Может быть, они не знали этого? Может быть, Горбатов ошибался? Нет, это в Варшаве или Кракове могли не знать того, что творилось под Люблином. Сами же люблинцы всё прекрасно знали. И отгораживались от этого назойливого, удушающего «знания» закрыванием окон. Точно так же герой рассказа Всеволода Гаршина «Четыре дня» только тогда осознал, какой поступок он совершил, когда, лишенный возможности ходить, оказался практически прикованным к разлагающемуся трупу убитого им человека…
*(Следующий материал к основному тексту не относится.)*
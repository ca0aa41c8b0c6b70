/// 开发环境反向代理规则
///
/// 把 /api 前缀的请求改写到后端目标地址，改写时剥离 /api 前缀；
/// 其余路径不代理。对应开发服务器的 proxy 配置。
use tracing::debug;

const API_PREFIX: &str = "/api";

/// /api 反向代理规则
#[derive(Debug, Clone)]
pub struct DevProxy {
    target: String,
}

impl DevProxy {
    /// 创建代理规则，target 是后端基础地址
    pub fn new(target: impl Into<String>) -> Self {
        let target = target.into();
        Self {
            target: target.trim_end_matches('/').to_string(),
        }
    }

    /// 改写请求路径
    ///
    /// /api 下的路径返回剥离前缀后的完整目标 URL，其余返回 None。
    pub fn rewrite(&self, path: &str) -> Option<String> {
        let rest = path.strip_prefix(API_PREFIX)?;
        // "/apifoo" 不属于 /api 前缀
        if !rest.is_empty() && !rest.starts_with('/') {
            return None;
        }
        let rewritten = format!("{}{}", self.target, rest);
        debug!("代理改写: {} -> {}", path, rewritten);
        Some(rewritten)
    }
}

#[cfg(test)]
mod tests {
    use super::*;

    #[test]
    fn test_rewrite_strips_api_prefix() {
        let proxy = DevProxy::new("http://127.0.0.1:8000");
        assert_eq!(
            proxy.rewrite("/api/paper/").as_deref(),
            Some("http://127.0.0.1:8000/paper/")
        );
        assert_eq!(
            proxy.rewrite("/api/dashboard/stats").as_deref(),
            Some("http://127.0.0.1:8000/dashboard/stats")
        );
    }

    #[test]
    fn test_bare_api_path_maps_to_target_root() {
        let proxy = DevProxy::new("http://127.0.0.1:8000/");
        assert_eq!(
            proxy.rewrite("/api").as_deref(),
            Some("http://127.0.0.1:8000")
        );
    }

    #[test]
    fn test_non_api_paths_are_not_proxied() {
        let proxy = DevProxy::new("http://127.0.0.1:8000");
        assert!(proxy.rewrite("/paper").is_none());
        assert!(proxy.rewrite("/apiary").is_none());
        assert!(proxy.rewrite("/").is_none());
    }
}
Безусловно, люблинцы успокаивали себя: «Я не еврей» или «Я не коммунист/социалист», «Я не состою в запрещенных организациях»… «Меня не за что отправлять на смерть»… Одним словом: «я благонадёжный для Рейха человек». «ЛИШЬ БЫ НЕ Я!» Это надежда? В какой-то степени да. Истерическая надежда человека, согласного стерпеть всё, лишь бы выжить. Человека, в котором уже умер Человек. Здесь нет ничего удивительного, просто сталкиваются два мира – мир жертвы и мир не жертвы. И тот, кто пока ещё не жертва, всегда будет надеяться, что судьба жертвы – это не его судьба. И от этого упорное отрицание причастности своего невмешательства и равнодушия к убийству людей.
Отравленный мертвечиной воздух взывал к совести, к евангельскому: «Бог есть любовь» и «Возлюби ближнего своего». Но люблинцы закрывали окна и терпели просачивающийся трупный запах в своих жилищах. А совсем рядом – почти в черте города – убивали людей. Ещё живыми они были убиты, потому как были лишены надежды. И опять перед нами предстаёт гаршинский герой из «Четырёх дней»: «Перед мною лежит убитый мною человек. За что я его убил?»